La Chine peut-elle nous sauver ? Stephen Roach, le très perspicace analyste de chez Morgan Stanley, a l’air de le penser, à condition que le gouvernement « stimule la croissance interne ». Dans ce cas, des hausses de salaires seraient contrebalancées par une productivité plus élevée. Peut-être. Mais le gouvernement chinois s’est montré rebelle à une telle politique jusqu’à présent, pour des raisons non pas économiques mais politiques. L’énergie qu’il a dépensé pour maintenir la stabilité politique a été d’une importance capitale jusqu’à présent.

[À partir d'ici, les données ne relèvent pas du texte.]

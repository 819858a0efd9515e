use detector::{BoundingBox, Detector, DetectorAdapter, DetectorError, RawDetection};
use fusion::{Execution, FailurePolicy, FusionEngine, FusionError};
use image::RgbImage;
use std::sync::{Arc, Barrier};
use vocabulary::Vocabulary;

enum Behaviour {
    Returns(Vec<RawDetection>),
    Fails,
    Panics,
    /// Waits for every detector to reach the barrier before returning.
    Rendezvous(Arc<Barrier>, Vec<RawDetection>),
}

struct FakeDetector(Behaviour);

impl Detector for FakeDetector {
    fn predict(&mut self, _image: &RgbImage, _threshold: f32) -> anyhow::Result<Vec<RawDetection>> {
        match &self.0 {
            Behaviour::Returns(detections) => Ok(detections.clone()),
            Behaviour::Fails => anyhow::bail!("session run failed"),
            Behaviour::Panics => panic!("detector bug"),
            Behaviour::Rendezvous(barrier, detections) => {
                barrier.wait();
                Ok(detections.clone())
            }
        }
    }
}

fn raw(bbox: [f32; 4], class_index: usize, confidence: f32) -> RawDetection {
    RawDetection {
        bbox: BoundingBox::from(bbox),
        class_index,
        confidence,
    }
}

/// model1 knows `car, person`; model2 knows `truck, car`.
/// Unified: car=0, person=1, truck=2.
fn vocabulary() -> Vocabulary {
    Vocabulary::init([
        ("model1", vec!["car", "person"]),
        ("model2", vec!["truck", "car"]),
    ])
}

fn build_engine(
    behaviours: [Behaviour; 2],
    policy: FailurePolicy,
    execution: Execution,
) -> Result<FusionEngine, FusionError> {
    let vocab = vocabulary();
    let adapters = behaviours
        .into_iter()
        .zip(vocab.maps())
        .map(|(behaviour, map)| {
            DetectorAdapter::new(
                Box::new(FakeDetector(behaviour)),
                0.25,
                map.clone(),
                vocab.classes().clone(),
            )
        })
        .collect::<Result<Vec<_>, _>>()?;

    FusionEngine::new(adapters, 0.5, policy, execution)
}

fn model1_output() -> Vec<RawDetection> {
    vec![
        raw([0.0, 0.0, 100.0, 100.0], 0, 0.9),
        raw([200.0, 200.0, 240.0, 300.0], 1, 0.75),
    ]
}

fn model2_output() -> Vec<RawDetection> {
    vec![
        // Same car as model1 at IoU 0.8, lower confidence
        raw([0.0, 0.0, 100.0, 80.0], 1, 0.6),
        // Truck with the same box as model1's car
        raw([0.0, 0.0, 100.0, 100.0], 0, 0.85),
    ]
}

fn image() -> RgbImage {
    RgbImage::new(320, 320)
}

/// Test the full fan-out, remap and fusion path
///
/// Tests:
/// - Cross-model duplicate of the same label is suppressed
/// - Different labels on the same box both survive
/// - Output ordered by confidence
#[test]
fn test_engine_fuses_both_models() {
    let engine = build_engine(
        [Behaviour::Returns(model1_output()), Behaviour::Returns(model2_output())],
        FailurePolicy::FailRequest,
        Execution::Parallel,
    )
    .unwrap();

    let report = engine.detect(&image()).unwrap();

    let summary: Vec<_> = report
        .detections
        .iter()
        .map(|d| (d.label.as_str(), d.class_index, d.confidence))
        .collect();
    assert_eq!(
        summary,
        vec![("car", 0, 0.9), ("truck", 2, 0.85), ("person", 1, 0.75)]
    );
    assert_eq!(report.suppressed, 1);
    assert!(report.failed_models.is_empty());
}

#[test]
fn test_execution_modes_agree() {
    let run = |execution| {
        build_engine(
            [Behaviour::Returns(model1_output()), Behaviour::Returns(model2_output())],
            FailurePolicy::FailRequest,
            execution,
        )
        .unwrap()
        .detect(&image())
        .unwrap()
    };

    assert_eq!(run(Execution::Parallel), run(Execution::Sequential));
}

#[test]
fn test_parallel_execution_runs_detectors_concurrently() {
    // Deadlocks unless both detectors are in flight at once
    let barrier = Arc::new(Barrier::new(2));
    let engine = build_engine(
        [
            Behaviour::Rendezvous(barrier.clone(), model1_output()),
            Behaviour::Rendezvous(barrier, model2_output()),
        ],
        FailurePolicy::FailRequest,
        Execution::Parallel,
    )
    .unwrap();

    assert_eq!(engine.detect(&image()).unwrap().detections.len(), 3);
}

#[test]
fn test_fail_request_policy_propagates_detector_error() {
    for execution in [Execution::Parallel, Execution::Sequential] {
        let engine = build_engine(
            [Behaviour::Returns(model1_output()), Behaviour::Fails],
            FailurePolicy::FailRequest,
            execution,
        )
        .unwrap();

        match engine.detect(&image()) {
            Err(FusionError::Detector(DetectorError::Inference { model, .. })) => {
                assert_eq!(model, "model2")
            }
            other => panic!("Expected detector failure, got {:?}", other),
        }
    }
}

#[test]
fn test_degrade_policy_uses_healthy_detectors() {
    let engine = build_engine(
        [Behaviour::Fails, Behaviour::Returns(model2_output())],
        FailurePolicy::Degrade,
        Execution::Sequential,
    )
    .unwrap();

    let report = engine.detect(&image()).unwrap();

    assert_eq!(report.failed_models, vec!["model1".to_string()]);
    let labels: Vec<_> = report.detections.iter().map(|d| d.label.as_str()).collect();
    assert_eq!(labels, vec!["truck", "car"]);
}

#[test]
fn test_degrade_policy_fails_when_every_detector_fails() {
    let engine = build_engine(
        [Behaviour::Fails, Behaviour::Fails],
        FailurePolicy::Degrade,
        Execution::Parallel,
    )
    .unwrap();

    match engine.detect(&image()) {
        Err(FusionError::AllDetectorsFailed { models }) => {
            assert_eq!(models, vec!["model1", "model2"])
        }
        other => panic!("Expected AllDetectorsFailed, got {:?}", other),
    }
}

#[test]
fn test_unmapped_class_fails_even_when_degrading() {
    let engine = build_engine(
        [
            Behaviour::Returns(model1_output()),
            Behaviour::Returns(vec![raw([0.0, 0.0, 1.0, 1.0], 9, 0.9)]),
        ],
        FailurePolicy::Degrade,
        Execution::Parallel,
    )
    .unwrap();

    let err = engine.detect(&image()).unwrap_err();
    assert!(matches!(err, FusionError::Detector(DetectorError::Mapping(_))));
    assert!(err.is_configuration());
}

#[test]
fn test_panicking_detector_is_a_detector_failure() {
    for execution in [Execution::Parallel, Execution::Sequential] {
        let failing = build_engine(
            [Behaviour::Panics, Behaviour::Returns(model2_output())],
            FailurePolicy::FailRequest,
            execution,
        )
        .unwrap();
        assert!(matches!(
            failing.detect(&image()),
            Err(FusionError::Detector(DetectorError::Panicked { .. }))
        ));

        let degraded = build_engine(
            [Behaviour::Panics, Behaviour::Returns(model2_output())],
            FailurePolicy::Degrade,
            execution,
        )
        .unwrap();
        let report = degraded.detect(&image()).unwrap();
        assert_eq!(report.failed_models, vec!["model1".to_string()]);
        assert_eq!(report.detections.len(), 2);

        // Mutex is usable again after the panic
        assert!(degraded.detect(&image()).is_ok());
    }
}

#[test]
fn test_engine_rejects_invalid_iou_threshold() {
    let vocab = vocabulary();
    let adapter = DetectorAdapter::new(
        Box::new(FakeDetector(Behaviour::Fails)),
        0.25,
        vocab.maps()[0].clone(),
        vocab.classes().clone(),
    )
    .unwrap();

    let result = FusionEngine::new(vec![adapter], 1.2, FailurePolicy::FailRequest, Execution::Parallel);
    assert!(matches!(result, Err(FusionError::InvalidIouThreshold(_))));
}

#[test]
fn test_models_listed_in_order() {
    let engine = build_engine(
        [Behaviour::Fails, Behaviour::Fails],
        FailurePolicy::FailRequest,
        Execution::Parallel,
    )
    .unwrap();
    assert_eq!(engine.models().collect::<Vec<_>>(), vec!["model1", "model2"]);
    assert_eq!(engine.iou_threshold(), 0.5);
}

De surcroît, Roach lui-même nourrit une grande crainte : que les attaques contre la Chine, le China-bashing, à Washington ne conduisent à des sanctions commerciales. Pour ma part, je pense qu’il y a en effet une grande probabilité, alors que la situation économique des Etats-Unis continue de se détériorer.

La sortie de tout ceci ne passe pas par des petits ajustements ici ou là, qu’ils soient de nature monétariste ou keynésienne.

Sortir de la cage économique dans laquelle se trouve le monde requiert une refonte fondamentale du système-monde. Cela se produira sûrement, mais dans combien de temps ?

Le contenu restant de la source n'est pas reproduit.